» Assignment: Only one stretch of the data below should be repeated: the lines from the line containing "the wordfreq CLI" through the line containing "let mut cmd", inclusive, exactly as they are.

» Data extracts:
----

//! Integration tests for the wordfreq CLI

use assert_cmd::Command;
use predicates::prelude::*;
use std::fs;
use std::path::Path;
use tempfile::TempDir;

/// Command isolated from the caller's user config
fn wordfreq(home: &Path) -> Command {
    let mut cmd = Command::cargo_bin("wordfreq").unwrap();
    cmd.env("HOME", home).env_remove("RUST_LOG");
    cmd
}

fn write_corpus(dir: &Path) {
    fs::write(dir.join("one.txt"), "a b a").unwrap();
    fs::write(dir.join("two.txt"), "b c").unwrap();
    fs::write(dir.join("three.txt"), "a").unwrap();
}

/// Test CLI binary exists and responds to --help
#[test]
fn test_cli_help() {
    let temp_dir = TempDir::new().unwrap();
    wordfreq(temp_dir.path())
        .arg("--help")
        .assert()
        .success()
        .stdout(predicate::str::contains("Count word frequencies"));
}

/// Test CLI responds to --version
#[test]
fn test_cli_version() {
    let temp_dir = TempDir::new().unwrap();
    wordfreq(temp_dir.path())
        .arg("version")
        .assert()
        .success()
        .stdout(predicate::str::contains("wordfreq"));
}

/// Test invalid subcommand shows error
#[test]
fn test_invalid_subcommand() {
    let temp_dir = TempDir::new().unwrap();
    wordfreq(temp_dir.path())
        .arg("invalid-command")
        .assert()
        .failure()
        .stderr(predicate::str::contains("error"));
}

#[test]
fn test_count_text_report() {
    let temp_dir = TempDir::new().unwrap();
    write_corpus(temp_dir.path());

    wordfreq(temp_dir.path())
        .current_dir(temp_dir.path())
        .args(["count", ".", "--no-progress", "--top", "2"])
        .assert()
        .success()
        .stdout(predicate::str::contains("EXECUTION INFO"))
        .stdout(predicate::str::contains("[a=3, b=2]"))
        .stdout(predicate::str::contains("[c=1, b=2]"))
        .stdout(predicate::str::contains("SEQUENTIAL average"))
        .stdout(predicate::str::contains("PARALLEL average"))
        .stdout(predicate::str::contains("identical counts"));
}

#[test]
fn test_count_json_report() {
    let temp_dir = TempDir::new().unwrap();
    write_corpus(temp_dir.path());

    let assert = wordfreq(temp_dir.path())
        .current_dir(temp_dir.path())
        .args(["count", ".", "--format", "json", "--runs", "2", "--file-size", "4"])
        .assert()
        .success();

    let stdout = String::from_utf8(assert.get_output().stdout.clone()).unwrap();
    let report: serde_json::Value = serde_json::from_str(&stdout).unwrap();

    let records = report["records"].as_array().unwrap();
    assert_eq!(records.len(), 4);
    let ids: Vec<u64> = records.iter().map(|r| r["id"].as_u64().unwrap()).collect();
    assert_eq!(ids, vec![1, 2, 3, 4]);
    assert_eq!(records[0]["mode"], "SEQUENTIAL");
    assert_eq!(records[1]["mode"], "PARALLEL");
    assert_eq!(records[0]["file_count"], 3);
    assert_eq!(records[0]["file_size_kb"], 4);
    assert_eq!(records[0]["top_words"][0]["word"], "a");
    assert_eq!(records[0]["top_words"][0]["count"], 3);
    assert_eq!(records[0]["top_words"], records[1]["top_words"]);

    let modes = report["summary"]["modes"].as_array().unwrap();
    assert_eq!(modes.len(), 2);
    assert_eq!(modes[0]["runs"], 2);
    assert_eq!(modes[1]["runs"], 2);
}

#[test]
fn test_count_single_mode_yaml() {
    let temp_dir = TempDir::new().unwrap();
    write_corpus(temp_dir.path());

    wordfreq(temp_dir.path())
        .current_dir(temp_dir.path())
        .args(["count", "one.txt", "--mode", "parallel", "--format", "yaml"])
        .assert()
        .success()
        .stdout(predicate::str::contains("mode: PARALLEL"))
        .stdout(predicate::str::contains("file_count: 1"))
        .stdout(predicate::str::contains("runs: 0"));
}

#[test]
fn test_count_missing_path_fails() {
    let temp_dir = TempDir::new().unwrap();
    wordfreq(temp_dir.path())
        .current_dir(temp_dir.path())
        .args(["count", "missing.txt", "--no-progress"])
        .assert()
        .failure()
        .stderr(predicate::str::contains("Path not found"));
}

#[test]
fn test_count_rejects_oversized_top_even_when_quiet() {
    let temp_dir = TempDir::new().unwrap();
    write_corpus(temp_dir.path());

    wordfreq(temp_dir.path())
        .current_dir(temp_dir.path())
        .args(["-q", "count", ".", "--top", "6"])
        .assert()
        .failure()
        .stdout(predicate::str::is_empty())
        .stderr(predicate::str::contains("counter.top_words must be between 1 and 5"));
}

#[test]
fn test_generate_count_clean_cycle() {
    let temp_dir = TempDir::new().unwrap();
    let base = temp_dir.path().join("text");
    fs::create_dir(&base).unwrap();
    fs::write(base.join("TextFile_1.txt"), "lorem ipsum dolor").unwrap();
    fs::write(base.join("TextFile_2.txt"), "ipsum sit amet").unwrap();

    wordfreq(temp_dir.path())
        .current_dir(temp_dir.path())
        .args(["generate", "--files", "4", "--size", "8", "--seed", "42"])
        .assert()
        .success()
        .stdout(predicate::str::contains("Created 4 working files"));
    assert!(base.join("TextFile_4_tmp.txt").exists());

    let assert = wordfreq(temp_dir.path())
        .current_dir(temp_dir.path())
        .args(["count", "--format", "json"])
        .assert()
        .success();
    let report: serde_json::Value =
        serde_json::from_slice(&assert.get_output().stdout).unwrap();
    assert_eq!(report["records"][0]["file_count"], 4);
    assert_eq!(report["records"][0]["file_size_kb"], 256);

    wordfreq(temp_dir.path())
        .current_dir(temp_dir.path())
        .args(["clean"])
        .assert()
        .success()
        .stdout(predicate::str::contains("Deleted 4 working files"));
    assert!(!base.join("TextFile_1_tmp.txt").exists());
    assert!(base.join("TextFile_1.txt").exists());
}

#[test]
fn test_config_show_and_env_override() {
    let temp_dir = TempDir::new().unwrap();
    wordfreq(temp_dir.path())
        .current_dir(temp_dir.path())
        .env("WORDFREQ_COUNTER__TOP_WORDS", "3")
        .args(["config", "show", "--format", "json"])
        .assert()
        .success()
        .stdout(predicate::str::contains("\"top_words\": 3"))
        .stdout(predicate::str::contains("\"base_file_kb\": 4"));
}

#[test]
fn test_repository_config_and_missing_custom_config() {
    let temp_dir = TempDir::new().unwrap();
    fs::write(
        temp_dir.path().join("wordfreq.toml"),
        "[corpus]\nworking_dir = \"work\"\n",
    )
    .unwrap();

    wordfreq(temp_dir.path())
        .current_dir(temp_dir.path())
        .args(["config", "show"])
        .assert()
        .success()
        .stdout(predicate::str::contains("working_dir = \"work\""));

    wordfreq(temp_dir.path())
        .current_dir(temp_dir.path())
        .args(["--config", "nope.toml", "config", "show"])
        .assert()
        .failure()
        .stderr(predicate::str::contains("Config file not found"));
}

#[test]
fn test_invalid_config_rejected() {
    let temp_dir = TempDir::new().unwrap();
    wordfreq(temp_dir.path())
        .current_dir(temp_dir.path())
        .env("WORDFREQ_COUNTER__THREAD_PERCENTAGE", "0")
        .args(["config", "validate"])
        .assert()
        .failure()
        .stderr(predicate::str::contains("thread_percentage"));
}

----

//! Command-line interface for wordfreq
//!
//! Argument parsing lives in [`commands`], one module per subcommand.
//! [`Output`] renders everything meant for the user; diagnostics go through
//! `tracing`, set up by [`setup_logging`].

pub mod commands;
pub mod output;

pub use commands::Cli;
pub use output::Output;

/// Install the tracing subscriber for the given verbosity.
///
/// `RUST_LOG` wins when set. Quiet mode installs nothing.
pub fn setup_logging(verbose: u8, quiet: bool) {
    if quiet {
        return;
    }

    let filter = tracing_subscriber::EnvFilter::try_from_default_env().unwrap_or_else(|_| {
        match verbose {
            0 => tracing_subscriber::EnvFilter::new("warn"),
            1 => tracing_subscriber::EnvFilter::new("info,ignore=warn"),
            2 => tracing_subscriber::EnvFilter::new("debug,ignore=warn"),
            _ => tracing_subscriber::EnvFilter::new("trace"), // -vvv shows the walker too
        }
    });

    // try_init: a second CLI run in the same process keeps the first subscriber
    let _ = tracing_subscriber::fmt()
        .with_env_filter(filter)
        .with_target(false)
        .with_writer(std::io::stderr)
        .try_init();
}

----

» Reply:
//! Integration tests for the wordfreq CLI

use assert_cmd::Command;
use predicates::prelude::*;
use std::fs;
use std::path::Path;
use tempfile::TempDir;

/// Command isolated from the caller's user config
fn wordfreq(home: &Path) -> Command {
    let mut cmd = Command::cargo_bin("wordfreq").unwrap();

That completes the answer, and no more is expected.